WHAT IS BEING ASKED>
Scan the records below and copy every line that contains the string "static".

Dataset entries
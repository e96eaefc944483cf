//! One acquisition through the reconstruction pipeline.
//!
//! A [`Job`] binds an input file to a resolved parameter snapshot and walks
//! Pending → Converting → Reconstructing → Succeeded | Failed | Skipped.
//! Transient engine failures are retried up to a caller-supplied budget;
//! deterministic failures get exactly one attempt.

use std::collections::BTreeMap;
use std::fs;
use std::path::{Path, PathBuf};
use std::sync::atomic::{AtomicBool, Ordering};
use std::sync::Arc;

use log::{info, warn};
use serde::Serialize;
use strum_macros::{Display, EnumString};

use crate::config::{ConfigError, ParameterSet};
use crate::engine::{EngineError, ReconEngine};
use crate::formats::{recon_output_path, FormatBridge, FormatError};
use crate::otf::{OtfError, OtfManager};

#[derive(Debug, thiserror::Error)]
pub enum JobError {
    #[error("configuration did not resolve")]
    Config(#[from] ConfigError),
    #[error("conversion failed")]
    Format(#[from] FormatError),
    #[error("no usable OTF")]
    Otf(#[from] OtfError),
    #[error("reconstruction failed")]
    Engine(#[from] EngineError),
    #[error("cancelled before completion")]
    Cancelled,
}
impl JobError {
    /// Whether another attempt could plausibly succeed.
    pub fn is_transient(&self) -> bool {
        match self {
            JobError::Engine(engine) => engine.is_transient(),
            JobError::Otf(OtfError::GenerationFailed { source, .. }) => source.is_transient(),
            _ => false,
        }
    }
    pub fn kind(&self) -> &'static str {
        match self {
            JobError::Config(inner) => inner.kind(),
            JobError::Format(inner) => inner.kind(),
            JobError::Otf(inner) => inner.kind(),
            JobError::Engine(inner) => inner.kind(),
            JobError::Cancelled => "cancelled",
        }
    }
}

/// Lifecycle state of a reconstruction job.
#[derive(
    Debug, Clone, Copy, PartialEq, Eq, Serialize, Display, EnumString,
)]
#[strum(serialize_all = "lowercase")]
#[serde(rename_all = "lowercase")]
pub enum JobStatus {
    Pending,
    Converting,
    Reconstructing,
    Succeeded,
    Failed,
    Skipped,
}
impl JobStatus {
    pub fn is_terminal(self) -> bool {
        matches!(
            self,
            JobStatus::Succeeded | JobStatus::Failed | JobStatus::Skipped
        )
    }
}

/// Batch-level stop signal, observable between jobs and between stages.
#[derive(Debug, Clone, Default)]
pub struct CancelToken(Arc<AtomicBool>);
impl CancelToken {
    pub fn new() -> Self {
        Self::default()
    }
    pub fn cancel(&self) {
        self.0.store(true, Ordering::SeqCst);
    }
    pub fn is_cancelled(&self) -> bool {
        self.0.load(Ordering::SeqCst)
    }
}

/// Terminal record of one job.
#[derive(Debug)]
pub struct JobOutcome {
    pub input: PathBuf,
    pub status: JobStatus,
    /// Pipeline attempts, counting retries
    pub attempts: u32,
    pub output: Option<PathBuf>,
    pub error: Option<JobError>,
    /// Which layer supplied each resolved parameter
    pub provenance: BTreeMap<String, String>,
}

pub struct Job {
    input: PathBuf,
    params: ParameterSet,
    status: JobStatus,
    attempts: u32,
}
impl Job {
    pub fn new(input: impl Into<PathBuf>, params: ParameterSet) -> Self {
        Self {
            input: input.into(),
            params,
            status: JobStatus::Pending,
            attempts: 0,
        }
    }
    pub fn status(&self) -> JobStatus {
        self.status
    }
    pub fn params(&self) -> &ParameterSet {
        &self.params
    }

    fn attempt(
        &mut self,
        bridge: &FormatBridge,
        otfs: &OtfManager,
        engine: &dyn ReconEngine,
        work_dir: &Path,
        output_dir: &Path,
        cancel: &CancelToken,
    ) -> Result<PathBuf, JobError> {
        if cancel.is_cancelled() {
            return Err(JobError::Cancelled);
        }
        self.attempts += 1;
        self.status = JobStatus::Converting;
        let source = bridge.convert(&self.input, work_dir)?;
        let otf = otfs.get_or_build(&self.params, bridge, engine)?;
        if cancel.is_cancelled() {
            return Err(JobError::Cancelled);
        }
        self.status = JobStatus::Reconstructing;
        fs::create_dir_all(output_dir).map_err(|source| FormatError::Io {
            path: output_dir.to_path_buf(),
            source,
        })?;
        let dest = recon_output_path(&self.input, output_dir);
        let output = engine
            .reconstruct(&source.converted_path, &otf.path, &self.params, &dest)
            .map_err(|failure| JobError::Engine(failure.classify()))?;
        Ok(output)
    }

    /// Drive the job to a terminal state.
    ///
    /// The reconstruction artifact lands under `output_dir` with a name
    /// derived from the input stem, so a rerun overwrites its predecessor.
    pub fn run(
        mut self,
        bridge: &FormatBridge,
        otfs: &OtfManager,
        engine: &dyn ReconEngine,
        work_dir: &Path,
        output_dir: &Path,
        max_retries: u32,
        cancel: &CancelToken,
    ) -> JobOutcome {
        loop {
            match self.attempt(bridge, otfs, engine, work_dir, output_dir, cancel) {
                Ok(output) => {
                    self.status = JobStatus::Succeeded;
                    info!(
                        "reconstructed {} -> {}",
                        self.input.display(),
                        output.display()
                    );
                    return self.finish(Some(output), None);
                }
                Err(JobError::Cancelled) => {
                    self.status = JobStatus::Skipped;
                    return self.finish(None, None);
                }
                Err(error) if error.is_transient() && self.attempts <= max_retries => {
                    warn!(
                        "attempt {} on {} failed ({}), retrying",
                        self.attempts,
                        self.input.display(),
                        error.kind()
                    );
                }
                Err(error) => {
                    self.status = JobStatus::Failed;
                    warn!("{} failed: {}", self.input.display(), error.kind());
                    return self.finish(None, Some(error));
                }
            }
        }
    }

    fn finish(self, output: Option<PathBuf>, error: Option<JobError>) -> JobOutcome {
        JobOutcome {
            input: self.input,
            status: self.status,
            attempts: self.attempts,
            output,
            error,
            provenance: self.params.provenance_labels(),
        }
    }
}

#[cfg(test)]
mod tests {
    use super::*;
    use crate::config::{keys, ConfigStore, Layer};
    use crate::engine::EngineFailure;
    use crate::formats::tests::StubReader;
    use crate::otf::OtfCache;
    use std::fs;
    use std::sync::atomic::AtomicUsize;

    /// Engine whose reconstructions fail a set number of times before
    /// succeeding, with configurable diagnostics.
    struct ScriptedEngine {
        fail_first: AtomicUsize,
        detail: &'static str,
        recon_calls: AtomicUsize,
    }
    impl ScriptedEngine {
        fn reliable() -> Self {
            Self::failing_first(0, "")
        }
        fn failing_first(count: usize, detail: &'static str) -> Self {
            Self {
                fail_first: AtomicUsize::new(count),
                detail,
                recon_calls: AtomicUsize::new(0),
            }
        }
    }
    impl ReconEngine for ScriptedEngine {
        fn make_otf(
            &self,
            _psf: &Path,
            dest: &Path,
            _params: &ParameterSet,
        ) -> Result<(), EngineFailure> {
            fs::write(dest, b"OTF").map_err(|_| EngineFailure::from_parts(Some(1), "write"))
        }
        fn reconstruct(
            &self,
            _volume: &Path,
            _otf: &Path,
            _params: &ParameterSet,
            dest: &Path,
        ) -> Result<PathBuf, EngineFailure> {
            self.recon_calls.fetch_add(1, Ordering::SeqCst);
            if self
                .fail_first
                .fetch_update(Ordering::SeqCst, Ordering::SeqCst, |left| {
                    left.checked_sub(1)
                })
                .is_ok()
            {
                return Err(EngineFailure::from_parts(Some(3), self.detail));
            }
            fs::write(dest, b"REC").map_err(|_| EngineFailure::from_parts(Some(1), "write"))?;
            Ok(dest.to_path_buf())
        }
    }

    fn params() -> ParameterSet {
        ConfigStore::new()
            .preset(Layer::preset("test").set(keys::WAVELENGTH, 488i64))
            .resolve()
            .unwrap()
    }

    struct Fixture {
        dir: tempfile::TempDir,
        bridge: FormatBridge,
        otfs: OtfManager,
    }
    impl Fixture {
        fn new() -> Self {
            let dir = tempfile::tempdir().unwrap();
            let psf = dir.path().join("psf_488.dv");
            fs::write(&psf, b"PSF").unwrap();
            let bridge = FormatBridge::new(Arc::new(StubReader::single_channel()));
            let otfs = OtfManager::new(Arc::new(OtfCache::new())).psf(&psf);
            Self { dir, bridge, otfs }
        }
        fn input(&self, name: &str) -> PathBuf {
            let path = self.dir.path().join(name);
            fs::write(&path, b"DV").unwrap();
            path
        }
        fn run(&self, job: Job, engine: &dyn ReconEngine, max_retries: u32) -> JobOutcome {
            job.run(
                &self.bridge,
                &self.otfs,
                engine,
                self.dir.path(),
                self.dir.path(),
                max_retries,
                &CancelToken::new(),
            )
        }
    }

    #[test]
    fn successful_job_records_its_artifact() {
        let fixture = Fixture::new();
        let engine = ScriptedEngine::reliable();
        let job = Job::new(fixture.input("cell_488.dv"), params());
        assert_eq!(job.status(), JobStatus::Pending);

        let outcome = fixture.run(job, &engine, 0);
        assert_eq!(outcome.status, JobStatus::Succeeded);
        assert_eq!(outcome.attempts, 1);
        let output = outcome.output.unwrap();
        assert!(output.ends_with("cell_488_recon.mrc"));
        assert!(output.exists());
        assert_eq!(
            outcome.provenance.get("wavelength").map(String::as_str),
            Some("preset:test")
        );
    }

    #[test]
    fn missing_input_fails_before_any_engine_work() {
        let fixture = Fixture::new();
        let engine = ScriptedEngine::reliable();
        let job = Job::new(fixture.dir.path().join("gone.dv"), params());

        let outcome = fixture.run(job, &engine, 3);
        assert_eq!(outcome.status, JobStatus::Failed);
        assert_eq!(outcome.attempts, 1);
        assert!(outcome.output.is_none());
        assert!(matches!(outcome.error, Some(JobError::Format(_))));
        assert_eq!(engine.recon_calls.load(Ordering::SeqCst), 0);
    }

    #[test]
    fn transient_failures_are_retried_to_success() {
        let fixture = Fixture::new();
        let engine = ScriptedEngine::failing_first(2, "CUDA out of memory");
        let job = Job::new(fixture.input("cell_488.dv"), params());

        let outcome = fixture.run(job, &engine, 2);
        assert_eq!(outcome.status, JobStatus::Succeeded);
        assert_eq!(outcome.attempts, 3);
        assert_eq!(engine.recon_calls.load(Ordering::SeqCst), 3);
    }

    #[test]
    fn exhausted_retries_end_in_failure() {
        let fixture = Fixture::new();
        let engine = ScriptedEngine::failing_first(usize::MAX, "out of memory");
        let job = Job::new(fixture.input("cell_488.dv"), params());

        let outcome = fixture.run(job, &engine, 2);
        assert_eq!(outcome.status, JobStatus::Failed);
        assert_eq!(outcome.attempts, 3);
        let error = outcome.error.unwrap();
        assert_eq!(error.kind(), "resource-exhausted");
        assert!(error.is_transient());
    }

    #[test]
    fn deterministic_failures_get_one_attempt() {
        let fixture = Fixture::new();
        let engine = ScriptedEngine::failing_first(usize::MAX, "invalid MRC header");
        let job = Job::new(fixture.input("cell_488.dv"), params());

        let outcome = fixture.run(job, &engine, 5);
        assert_eq!(outcome.status, JobStatus::Failed);
        assert_eq!(outcome.attempts, 1);
        assert_eq!(outcome.error.unwrap().kind(), "invalid-input");
    }

    #[test]
    fn tripped_token_skips_the_job() {
        let fixture = Fixture::new();
        let engine = ScriptedEngine::reliable();
        let job = Job::new(fixture.input("cell_488.dv"), params());
        let cancel = CancelToken::new();
        cancel.cancel();

        let outcome = job.run(
            &fixture.bridge,
            &fixture.otfs,
            &engine,
            fixture.dir.path(),
            fixture.dir.path(),
            0,
            &cancel,
        );
        assert_eq!(outcome.status, JobStatus::Skipped);
        assert_eq!(outcome.attempts, 0);
        assert_eq!(engine.recon_calls.load(Ordering::SeqCst), 0);
    }

    #[test]
    fn reruns_overwrite_rather_than_accumulate() {
        let fixture = Fixture::new();
        let engine = ScriptedEngine::reliable();
        let input = fixture.input("cell_488.dv");

        let first = fixture.run(Job::new(&input, params()), &engine, 0);
        let second = fixture.run(Job::new(&input, params()), &engine, 0);
        assert_eq!(first.output, second.output);
        let outputs = fs::read_dir(fixture.dir.path())
            .unwrap()
            .filter_map(Result::ok)
            .filter(|entry| entry.file_name().to_string_lossy().contains("recon"))
            .count();
        assert_eq!(outputs, 1);
    }
}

PROBLEM SOLUTION>
    pub fn kind(&self) -> &'static str {
        detail: &'static str,
        fn failing_first(count: usize, detail: &'static str) -> Self {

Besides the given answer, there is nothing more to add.